[[ SUPPLIED INFORMATION, beginning ]]

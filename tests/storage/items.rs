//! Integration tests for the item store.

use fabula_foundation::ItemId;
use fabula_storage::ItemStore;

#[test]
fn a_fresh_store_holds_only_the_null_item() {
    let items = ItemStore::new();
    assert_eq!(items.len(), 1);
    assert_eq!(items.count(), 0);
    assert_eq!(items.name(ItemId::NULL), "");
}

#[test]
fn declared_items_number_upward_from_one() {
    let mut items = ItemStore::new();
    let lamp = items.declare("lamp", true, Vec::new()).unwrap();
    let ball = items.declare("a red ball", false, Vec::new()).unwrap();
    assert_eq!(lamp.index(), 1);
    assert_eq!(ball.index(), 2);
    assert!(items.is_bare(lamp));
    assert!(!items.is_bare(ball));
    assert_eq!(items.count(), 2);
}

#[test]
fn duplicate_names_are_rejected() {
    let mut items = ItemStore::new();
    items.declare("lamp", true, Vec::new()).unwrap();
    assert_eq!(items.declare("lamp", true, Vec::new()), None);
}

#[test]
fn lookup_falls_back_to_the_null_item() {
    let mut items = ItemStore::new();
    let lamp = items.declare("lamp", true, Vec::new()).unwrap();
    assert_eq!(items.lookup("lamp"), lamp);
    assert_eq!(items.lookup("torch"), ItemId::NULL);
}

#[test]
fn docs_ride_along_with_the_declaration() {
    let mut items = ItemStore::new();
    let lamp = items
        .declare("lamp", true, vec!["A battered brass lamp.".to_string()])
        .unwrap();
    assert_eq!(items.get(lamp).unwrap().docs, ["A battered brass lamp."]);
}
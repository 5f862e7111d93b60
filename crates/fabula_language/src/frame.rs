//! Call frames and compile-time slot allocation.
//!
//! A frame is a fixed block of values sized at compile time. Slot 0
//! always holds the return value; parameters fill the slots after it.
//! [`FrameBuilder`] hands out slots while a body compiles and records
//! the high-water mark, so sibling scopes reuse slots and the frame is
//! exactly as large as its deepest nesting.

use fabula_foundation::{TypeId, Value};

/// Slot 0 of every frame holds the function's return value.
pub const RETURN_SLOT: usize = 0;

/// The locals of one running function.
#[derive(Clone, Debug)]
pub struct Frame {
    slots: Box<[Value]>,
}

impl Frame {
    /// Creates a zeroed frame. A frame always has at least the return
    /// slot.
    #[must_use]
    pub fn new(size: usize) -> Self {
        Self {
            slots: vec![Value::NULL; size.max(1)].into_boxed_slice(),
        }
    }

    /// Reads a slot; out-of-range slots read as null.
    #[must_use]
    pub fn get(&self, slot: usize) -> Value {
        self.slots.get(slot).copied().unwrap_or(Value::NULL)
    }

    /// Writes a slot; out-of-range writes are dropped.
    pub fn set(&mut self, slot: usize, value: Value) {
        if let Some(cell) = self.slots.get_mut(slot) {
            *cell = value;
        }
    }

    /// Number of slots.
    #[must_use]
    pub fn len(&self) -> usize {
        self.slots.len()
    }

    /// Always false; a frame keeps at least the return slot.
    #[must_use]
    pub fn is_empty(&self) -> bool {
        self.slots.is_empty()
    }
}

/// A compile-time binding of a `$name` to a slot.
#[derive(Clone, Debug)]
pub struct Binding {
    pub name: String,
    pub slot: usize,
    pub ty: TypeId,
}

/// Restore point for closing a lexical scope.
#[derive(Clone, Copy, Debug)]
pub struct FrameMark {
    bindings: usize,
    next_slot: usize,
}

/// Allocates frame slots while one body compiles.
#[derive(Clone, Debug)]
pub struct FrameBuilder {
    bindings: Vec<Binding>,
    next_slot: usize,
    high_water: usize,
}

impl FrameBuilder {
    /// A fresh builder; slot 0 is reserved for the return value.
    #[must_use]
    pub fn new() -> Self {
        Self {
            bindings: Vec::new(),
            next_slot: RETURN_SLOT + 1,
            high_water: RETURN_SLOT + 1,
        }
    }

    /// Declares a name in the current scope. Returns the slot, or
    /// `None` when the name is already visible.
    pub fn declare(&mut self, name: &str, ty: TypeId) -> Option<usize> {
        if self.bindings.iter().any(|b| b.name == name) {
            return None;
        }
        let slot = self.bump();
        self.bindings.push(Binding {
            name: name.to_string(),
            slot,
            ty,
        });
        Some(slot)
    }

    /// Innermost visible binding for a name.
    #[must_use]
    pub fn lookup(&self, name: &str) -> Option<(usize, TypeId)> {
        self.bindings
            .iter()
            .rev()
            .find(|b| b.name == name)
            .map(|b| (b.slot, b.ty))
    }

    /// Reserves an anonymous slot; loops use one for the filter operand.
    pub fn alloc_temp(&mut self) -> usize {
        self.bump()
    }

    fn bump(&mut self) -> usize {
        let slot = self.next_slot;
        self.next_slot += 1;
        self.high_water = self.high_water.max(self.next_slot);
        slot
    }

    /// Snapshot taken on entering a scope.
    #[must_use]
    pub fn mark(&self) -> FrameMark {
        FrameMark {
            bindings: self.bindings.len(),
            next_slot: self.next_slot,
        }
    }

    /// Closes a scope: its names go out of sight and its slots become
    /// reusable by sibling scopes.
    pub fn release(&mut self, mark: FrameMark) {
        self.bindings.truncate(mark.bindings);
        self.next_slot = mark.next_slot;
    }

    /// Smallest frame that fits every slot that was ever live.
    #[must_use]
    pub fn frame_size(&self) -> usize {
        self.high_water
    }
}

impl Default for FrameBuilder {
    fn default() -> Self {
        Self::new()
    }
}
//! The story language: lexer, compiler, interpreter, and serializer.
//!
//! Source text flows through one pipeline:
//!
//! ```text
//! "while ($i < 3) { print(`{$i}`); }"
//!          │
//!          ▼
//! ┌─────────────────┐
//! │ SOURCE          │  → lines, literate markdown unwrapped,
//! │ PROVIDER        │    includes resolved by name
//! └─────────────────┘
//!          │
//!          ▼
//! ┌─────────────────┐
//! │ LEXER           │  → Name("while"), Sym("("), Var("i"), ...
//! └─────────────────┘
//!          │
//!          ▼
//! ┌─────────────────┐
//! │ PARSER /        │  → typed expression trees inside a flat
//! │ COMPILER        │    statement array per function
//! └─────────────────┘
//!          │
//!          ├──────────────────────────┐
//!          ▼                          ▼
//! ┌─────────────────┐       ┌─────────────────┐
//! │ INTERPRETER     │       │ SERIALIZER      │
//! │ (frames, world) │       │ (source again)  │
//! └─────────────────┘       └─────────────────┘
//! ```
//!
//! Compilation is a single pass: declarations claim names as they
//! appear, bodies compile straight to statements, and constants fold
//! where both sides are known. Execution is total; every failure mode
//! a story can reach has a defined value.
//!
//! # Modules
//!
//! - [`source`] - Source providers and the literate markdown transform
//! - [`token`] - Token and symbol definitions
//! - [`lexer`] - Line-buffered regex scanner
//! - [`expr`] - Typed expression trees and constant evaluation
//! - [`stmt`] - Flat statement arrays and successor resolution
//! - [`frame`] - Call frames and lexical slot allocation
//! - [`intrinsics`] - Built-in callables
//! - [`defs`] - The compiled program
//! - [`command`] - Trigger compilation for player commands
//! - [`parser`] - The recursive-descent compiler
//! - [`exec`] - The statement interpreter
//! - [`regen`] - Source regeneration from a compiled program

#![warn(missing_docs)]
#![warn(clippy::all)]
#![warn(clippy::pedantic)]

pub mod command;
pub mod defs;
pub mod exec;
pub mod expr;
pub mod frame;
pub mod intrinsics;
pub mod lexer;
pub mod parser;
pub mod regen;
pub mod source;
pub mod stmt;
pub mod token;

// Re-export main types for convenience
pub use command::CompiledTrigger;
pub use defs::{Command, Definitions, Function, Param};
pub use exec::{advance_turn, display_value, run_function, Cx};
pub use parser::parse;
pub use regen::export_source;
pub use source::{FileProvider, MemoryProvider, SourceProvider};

[[ SUPPLIED INFORMATION, end ]]

• [TO DO] Word for word, restate the lines of the data above that fall between the line holding "pub mod command;" and the line holding "types for convenience", inclusive, and no other lines.

• [ANSWER TO THE PROBLEM]
pub mod command;
pub mod defs;
pub mod exec;
pub mod expr;
pub mod frame;
pub mod intrinsics;
pub mod lexer;
pub mod parser;
pub mod regen;
pub mod source;
pub mod stmt;
pub mod token;

// Re-export main types for convenience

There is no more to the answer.